## DATA FOR THIS TASK:
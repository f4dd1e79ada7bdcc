//! Per-element recovery session.
//!
//! The host forwards element events and calls [`PlaybackRecoverySession::tick`]
//! no later than [`PlaybackRecoverySession::next_deadline`]. Every timer lives
//! in a [`Deadline`] slot owned by the session, so re-arming a slot always
//! supersedes the previous chain.

use std::time::{Duration, Instant};

use tracing::{debug, info, warn};

use crate::buffer::BufferWindow;
use crate::element::{MediaElement, MediaErrorKind, Preload};
use crate::events::{RecoveryEvent, TerminalFailure};
use crate::fallback::{FallbackDecision, QualityFallbackState, QualityHint, SourceFormat};
use crate::session::{RecoveryState, SeekRecoverySession};
use crate::source_url::{CACHE_BUST_PARAM, SEEK_HINT_PARAM, SourceUrl};
use crate::timer::Deadline;

#[derive(Debug, Clone)]
pub struct RecoveryConfig {
    /// Delay before judging a seek, and between ladder stages.
    pub evaluate_after: Duration,
    /// Evaluation delay after a pipeline reset.
    pub pipeline_reset_evaluate_after: Duration,
    /// How long the playback rate stays at zero after a seek starts.
    pub rate_pulse: Duration,
    /// Gap between detaching and reattaching the source.
    pub reattach_after: Duration,
    /// Seconds to step back on a micro-seek.
    pub micro_seek_back: f64,
    /// Paused this long after a seek while playback was expected counts as stuck.
    pub stalled_pause: Duration,
    pub buffer_tick: Duration,
    /// Lookahead below which preload is forced to `auto`.
    pub preload_lookahead: f64,
    /// Lookahead below which a starved element is paused to build buffer.
    pub low_lookahead: f64,
    pub buffer_pause: Duration,
    /// Seek events this soon after the session moved the playhead itself are ignored.
    pub internal_seek_grace: Duration,
}

impl Default for RecoveryConfig {
    fn default() -> Self {
        Self {
            evaluate_after: Duration::from_millis(1500),
            pipeline_reset_evaluate_after: Duration::from_secs(1),
            rate_pulse: Duration::from_millis(300),
            reattach_after: Duration::from_millis(50),
            micro_seek_back: 0.25,
            stalled_pause: Duration::from_secs(2),
            buffer_tick: Duration::from_secs(1),
            preload_lookahead: 30.0,
            low_lookahead: 10.0,
            buffer_pause: Duration::from_millis(1500),
            internal_seek_grace: Duration::from_millis(500),
        }
    }
}

/// Position and play state to put back once the new pipeline has metadata.
#[derive(Debug, Clone, Copy, PartialEq)]
struct PendingRestore {
    time: f64,
    resume: bool,
}
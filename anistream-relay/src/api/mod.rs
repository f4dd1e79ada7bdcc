//! HTTP surface of the relay.

pub mod cors;
pub mod error;
pub mod relay;
pub mod routes;
pub mod server;

pub use error::{ApiError, ApiResult};
pub use server::{ApiServer, ApiServerConfig, AppState, build_router};
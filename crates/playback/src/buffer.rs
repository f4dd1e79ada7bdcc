use crate::element::MediaElement;

/// Playback position and the end of the buffered range that holds it.
#[derive(Debug, Clone, Copy, PartialEq)]
pub struct BufferWindow {
    pub current_time: f64,
    /// End of the range containing `current_time`, `0.0` when none does.
    pub buffered_end: f64,
}

impl BufferWindow {
    pub fn measure<E: MediaElement + ?Sized>(element: &E) -> Self {
        let current_time = element.current_time();
        let buffered_end = element
            .buffered()
            .iter()
            .find(|range| range.contains(current_time))
            .map(|range| range.end)
            .unwrap_or(0.0);
        Self {
            current_time,
            buffered_end,
        }
    }

    /// Seconds of playable media ahead of the position.
    pub fn lookahead(&self) -> f64 {
        (self.buffered_end - self.current_time).max(0.0)
    }

    /// Whether there is any buffered media ahead of the position.
    pub fn covers_current(&self) -> bool {
        self.buffered_end > self.current_time
    }
}

#[cfg(test)]
mod tests {
    use super::*;

    #[test]
    fn lookahead_is_never_negative() {
        let window = BufferWindow {
            current_time: 42.0,
            buffered_end: 0.0,
        };
        assert_eq!(window.lookahead(), 0.0);
        assert!(!window.covers_current());
    }

    #[test]
    fn lookahead_measures_ahead() {
        let window = BufferWindow {
            current_time: 10.0,
            buffered_end: 25.5,
        };
        assert_eq!(window.lookahead(), 15.5);
        assert!(window.covers_current());
    }
}
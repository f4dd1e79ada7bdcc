//! The slice of an HTML media element the recovery engine drives.

use std::fmt::Display;

/// `HTMLMediaElement.readyState`.
#[derive(Debug, Clone, Copy, PartialEq, Eq, PartialOrd, Ord, Hash)]
pub enum ReadyState {
    HaveNothing = 0,
    HaveMetadata = 1,
    HaveCurrentData = 2,
    HaveFutureData = 3,
    HaveEnoughData = 4,
}

impl ReadyState {
    /// Enough data to play forward from the current position.
    pub fn can_play(self) -> bool {
        self >= ReadyState::HaveFutureData
    }
}

impl From<u8> for ReadyState {
    fn from(value: u8) -> Self {
        match value {
            0 => ReadyState::HaveNothing,
            1 => ReadyState::HaveMetadata,
            2 => ReadyState::HaveCurrentData,
            3 => ReadyState::HaveFutureData,
            _ => ReadyState::HaveEnoughData,
        }
    }
}

#[derive(Debug, Clone, Copy, PartialEq, Eq)]
pub enum Preload {
    None,
    Metadata,
    Auto,
}

impl Display for Preload {
    fn fmt(&self, f: &mut std::fmt::Formatter<'_>) -> std::fmt::Result {
        match self {
            Preload::None => write!(f, "none"),
            Preload::Metadata => write!(f, "metadata"),
            Preload::Auto => write!(f, "auto"),
        }
    }
}

/// One entry of `HTMLMediaElement.buffered`, in seconds.
#[derive(Debug, Clone, Copy, PartialEq)]
pub struct TimeRange {
    pub start: f64,
    pub end: f64,
}

impl TimeRange {
    pub fn new(start: f64, end: f64) -> Self {
        Self { start, end }
    }

    pub fn contains(&self, t: f64) -> bool {
        self.start <= t && t <= self.end
    }
}

/// `MediaError.code`.
#[derive(Debug, Clone, Copy, PartialEq, Eq)]
pub enum MediaErrorKind {
    Aborted,
    Network,
    Decode,
    SourceNotSupported,
}

impl MediaErrorKind {
    /// Errors the quality/format ladder reacts to.
    pub fn is_hard(self) -> bool {
        !matches!(self, MediaErrorKind::Aborted)
    }
}

impl Display for MediaErrorKind {
    fn fmt(&self, f: &mut std::fmt::Formatter<'_>) -> std::fmt::Result {
        match self {
            MediaErrorKind::Aborted => write!(f, "aborted"),
            MediaErrorKind::Network => write!(f, "network"),
            MediaErrorKind::Decode => write!(f, "decode"),
            MediaErrorKind::SourceNotSupported => write!(f, "source not supported"),
        }
    }
}

/// `play()` was refused, typically by an autoplay policy.
#[derive(Debug, Clone, PartialEq, Eq, thiserror::Error)]
#[error("play() rejected: {0}")]
pub struct PlayRejected(pub String);

/// A video element. Implemented by the UI binding; all calls happen on the UI thread.
pub trait MediaElement {
    fn current_time(&self) -> f64;
    fn set_current_time(&mut self, seconds: f64);
    fn buffered(&self) -> Vec<TimeRange>;
    fn ready_state(&self) -> ReadyState;
    fn is_paused(&self) -> bool;
    fn is_seeking(&self) -> bool;
    fn playback_rate(&self) -> f64;
    fn set_playback_rate(&mut self, rate: f64);
    fn set_preload(&mut self, preload: Preload);
    fn source(&self) -> Option<String>;
    /// `None` detaches the source (`removeAttribute("src")`).
    fn set_source(&mut self, source: Option<&str>);
    fn load(&mut self);
    fn play(&mut self) -> Result<(), PlayRejected>;
    fn pause(&mut self);
}

#[cfg(test)]
mod tests {
    use super::*;

    #[test]
    fn ready_state_ordering() {
        assert!(!ReadyState::HaveCurrentData.can_play());
        assert!(ReadyState::HaveFutureData.can_play());
        assert_eq!(ReadyState::from(9), ReadyState::HaveEnoughData);
    }

    #[test]
    fn aborted_is_soft() {
        assert!(!MediaErrorKind::Aborted.is_hard());
        assert!(MediaErrorKind::Decode.is_hard());
    }
}
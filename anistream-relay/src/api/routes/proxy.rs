//! Generic media relay.
//!
//! `GET {prefix}/proxy?url=<enc>&referer=<enc>` fetches one resource with a
//! spoofed referer/origin. Known binary kinds are buffered whole before
//! answering; text-like resources are piped straight through.

use axum::extract::rejection::QueryRejection;
use axum::extract::{Query, State};
use axum::http::{HeaderMap, header};
use axum::response::Response;
use serde::Deserialize;
use tracing::debug;

use crate::api::error::{ApiError, ApiResult};
use crate::api::relay;
use crate::api::server::AppState;

#[derive(Debug, Default, Deserialize)]
pub struct RelayQuery {
    pub url: Option<String>,
    pub referer: Option<String>,
    pub debug: Option<String>,
}

impl RelayQuery {
    /// Accept the query or turn its rejection into a CORS-carrying 400.
    pub fn from_extracted(query: Result<Query<Self>, QueryRejection>) -> ApiResult<Self> {
        query
            .map(|Query(q)| q)
            .map_err(|e| ApiError::bad_request(e.body_text()))
    }

    pub fn target(&self) -> ApiResult<&str> {
        self.url
            .as_deref()
            .map(str::trim)
            .filter(|u| !u.is_empty())
            .ok_or_else(|| ApiError::bad_request("Missing url parameter"))
    }

    pub fn referer(&self) -> Option<&str> {
        self.referer.as_deref()
    }

    pub fn debug_enabled(&self) -> bool {
        matches!(self.debug.as_deref(), Some("1" | "true"))
    }
}

pub async fn relay_get(
    State(state): State<AppState>,
    query: Result<Query<RelayQuery>, QueryRejection>,
    headers: HeaderMap,
) -> ApiResult<Response> {
    let query = RelayQuery::from_extracted(query)?;
    let target = query.target()?;
    let range = headers.get(header::RANGE).cloned();

    let req = state.upstream.request(target, query.referer(), range)?;
    debug!(url = %req.url, kind = %req.kind, referer = %req.spoof.referer, "Relaying resource");

    if req.kind.is_buffered() {
        relay::relay_buffered(&state.upstream, &req).await
    } else {
        relay::relay_streaming(&state.upstream, &req).await
    }
}
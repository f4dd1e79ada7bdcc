use anistream_relay::api::{ApiServer, AppState};
use anistream_relay::{RelayConfig, logging};

#[tokio::main]
async fn main() -> anyhow::Result<()> {
    // Load environment variables
    dotenvy::dotenv().ok();

    // Logging first so configuration warnings are visible.
    let log_dir = RelayConfig::log_dir_from_env();
    let _logging = logging::init_logging(log_dir.as_deref())?;

    let config = RelayConfig::from_env_or_default();
    let state = AppState::new(config.fetch.clone(), &config.server.route_prefix)?;
    let server = ApiServer::new(config.server.clone(), state);

    let cancel_token = server.cancel_token();
    tokio::spawn(async move {
        match tokio::signal::ctrl_c().await {
            Ok(()) => tracing::info!("Received Ctrl-C"),
            Err(e) => tracing::error!(error = %e, "Failed to listen for Ctrl-C"),
        }
        cancel_token.cancel();
    });

    server.run().await?;
    tracing::info!("anistream-relay stopped");
    Ok(())
}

## WORK ORDER:
Please return exactly the lines from the first line of the material through the one with "to build buffer.", and no lines after it.

## ANSWER SECTION:
repository f4dd1e79ada7bdcc
//! Per-element recovery session.
//!
//! The host forwards element events and calls [`PlaybackRecoverySession::tick`]
//! no later than [`PlaybackRecoverySession::next_deadline`]. Every timer lives
//! in a [`Deadline`] slot owned by the session, so re-arming a slot always
//! supersedes the previous chain.

use std::time::{Duration, Instant};

use tracing::{debug, info, warn};

use crate::buffer::BufferWindow;
use crate::element::{MediaElement, MediaErrorKind, Preload};
use crate::events::{RecoveryEvent, TerminalFailure};
use crate::fallback::{FallbackDecision, QualityFallbackState, QualityHint, SourceFormat};
use crate::session::{RecoveryState, SeekRecoverySession};
use crate::source_url::{CACHE_BUST_PARAM, SEEK_HINT_PARAM, SourceUrl};
use crate::timer::Deadline;

#[derive(Debug, Clone)]
pub struct RecoveryConfig {
    /// Delay before judging a seek, and between ladder stages.
    pub evaluate_after: Duration,
    /// Evaluation delay after a pipeline reset.
    pub pipeline_reset_evaluate_after: Duration,
    /// How long the playback rate stays at zero after a seek starts.
    pub rate_pulse: Duration,
    /// Gap between detaching and reattaching the source.
    pub reattach_after: Duration,
    /// Seconds to step back on a micro-seek.
    pub micro_seek_back: f64,
    /// Paused this long after a seek while playback was expected counts as stuck.
    pub stalled_pause: Duration,
    pub buffer_tick: Duration,
    /// Lookahead below which preload is forced to `auto`.
    pub preload_lookahead: f64,
    /// Lookahead below which a starved element is paused to build buffer.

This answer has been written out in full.